Niemcy wyłączą w piątek trzy z ostatnich sześciu elektrowni jądrowych, co jest kolejnym krokiem w kierunku zakończenia wycofywania się z energetyki jądrowej, poinformowała w czwartek agencja prasowa Reutera.

Jak poinformowała w czwartek agencja prasowa Reutera, Niemcy wyłączą w piątek trzy z ostatnich sześciu elektrowni jądrowych, co jest kolejnym krokiem w kierunku zakończenia wycofywania się z energetyki jądrowej.

Po katastrofie japońskiego reaktora Fukuszima w 2011 roku, kiedy trzęsienie ziemi i tsunami zniszczyły nadbrzeżną elektrownię, niemiecki rząd zdecydował o przyspieszeniu wycofywania się z energii jądrowej.

Reaktory Brokdorf, Grohnde i Gundremmingen C, zostaną zamknięte w piątek po trzech i pół dekadzie eksploatacji. Trzy ostatnie elektrownie jądrowe – Isar 2, Emsland i Neckarwestheim II – zostaną wyłączone do końca 2022 roku.

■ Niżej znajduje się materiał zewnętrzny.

//! Logging setup
//!
//! | level    | log file | stderr |
//! |----------|----------|--------|
//! | `off`    | -        | -      |
//! | `logged` | INFO     | ERROR  |
//! | `debug`  | INFO     | DEBUG  |
//!
//! `KNOWLEDGE_LOG` (EnvFilter syntax) replaces the stderr filter. Events
//! under [`FAILURE_TARGET`] only ever reach the log file.

use std::fs::OpenOptions;
use std::io::IsTerminal;
use std::path::Path;
use std::sync::Mutex;

use anyhow::{Context, Result};
use clap::ValueEnum;
use tracing_subscriber::filter::LevelFilter;
use tracing_subscriber::{layer::SubscriberExt, util::SubscriberInitExt, EnvFilter, Layer};

/// Overrides the stderr filter
pub const LOG_ENV: &str = "KNOWLEDGE_LOG";

/// Target for failures that are reported on stderr by other means
pub const FAILURE_TARGET: &str = "knowledge::failure";

/// Logging verbosity / behavior
#[derive(Debug, Clone, Copy, PartialEq, Eq, Default, ValueEnum)]
pub enum DebugLevel {
    /// No logging at all
    Off,
    /// Log to file, only errors on the console
    #[default]
    Logged,
    /// Log to file and debug output on the console
    Debug,
}

impl DebugLevel {
    fn console_default(self) -> LevelFilter {
        match self {
            DebugLevel::Off => LevelFilter::OFF,
            DebugLevel::Logged => LevelFilter::ERROR,
            DebugLevel::Debug => LevelFilter::DEBUG,
        }
    }
}

/// Install the global subscriber for this invocation
pub fn init(level: DebugLevel, logfile: &Path) -> Result<()> {
    if level == DebugLevel::Off {
        return Ok(());
    }

    if let Some(parent) = logfile.parent() {
        std::fs::create_dir_all(parent)?;
    }
    let file = OpenOptions::new()
        .create(true)
        .append(true)
        .open(logfile)
        .with_context(|| format!("Failed to open log file {}", logfile.display()))?;

    let file_layer = tracing_subscriber::fmt::layer()
        .with_writer(Mutex::new(file))
        .with_ansi(false)
        .with_file(true)
        .with_line_number(true)
        .with_filter(LevelFilter::INFO);

    let console_filter = EnvFilter::try_from_env(LOG_ENV)
        .unwrap_or_else(|_| EnvFilter::default().add_directive(level.console_default().into()))
        .add_directive(
            format!("{}=off", FAILURE_TARGET)
                .parse()
                .context("Invalid failure log directive")?,
        );
    let console_layer = tracing_subscriber::fmt::layer()
        .with_writer(std::io::stderr)
        .with_ansi(std::io::stderr().is_terminal())
        .with_file(true)
        .with_line_number(true)
        .with_filter(console_filter);

    tracing_subscriber::registry()
        .with(file_layer)
        .with(console_layer)
        .try_init()
        .context("Failed to install log subscriber")?;
    Ok(())
}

Jak wynika ze wstępnych danych, sześć elektrowni jądrowych przyczyniło się do około 12% produkcji energii elektrycznej w Niemczech w 2021 r. Udział energii odnawialnej wyniósł prawie 41%, przy czym węgiel wytwarzał niecałe 28%, a gaz około 15%. Nowy rząd, który planuje zintensyfikować działania na rzecz ochrony klimatu, w umowie koalicyjnej opowiedział się za wycofywaniem się z energetyki jądrowej.

Jak pisaliśmy, w ubiegły wtorek niemiecki operator systemu przesyłowego Gascade poinformował o rozpoczęciu rewersowego pompowania gazu do Polski. Stało się tak po tym, gdy Gazprom nie złożył wniosku o zarezerwowanie mocy przesyłowych w rurociągu „Jamał”. Spowodowało to, że we wtorek rano fizyczny przepływ gazu przez Jamał w kierunku zachodnim został całkowicie wstrzymany. W środę rano 22 grudnia sytuacja była analogiczna.

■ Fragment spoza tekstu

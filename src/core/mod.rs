//! Core module - Retrieval engine
//!
//! Tokenizer and classifier feed the scorer; the ranking combiner turns
//! the scored votes into one outcome.

pub mod entry;
pub mod error;
pub mod fragment;
pub mod ranking;
pub mod scorer;
pub mod store;
pub mod tool;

Czytaj także: Ceny gazu w Europie biją kolejne rekordy

Przypomnijmy, że w sobotę 18 grudnia doszło do radykalnego obniżenia ilości gazu przesyłanego przez Rosjan do Europy przy pomocy rurociągu „Jamał”. Co ciekawe doszło to tego po tym, gdy rosyjski gigant gazowy Gazprom zarezerwował w ostatniej chwili przepustowość gazociągu, aby w nadchodzących dniach przesyłać dodatkowy gaz do Niemiec przez Polskę. Po informacji o tym europejskie ceny referencyjne gazu ziemnego spadły w ubiegły piątek o 15 proc. Obniżenie transportu gazu przez „Jamał” może mieć również związek z rozpoczęciem napełniania kolejnej nitki gazociągi Nord Stream.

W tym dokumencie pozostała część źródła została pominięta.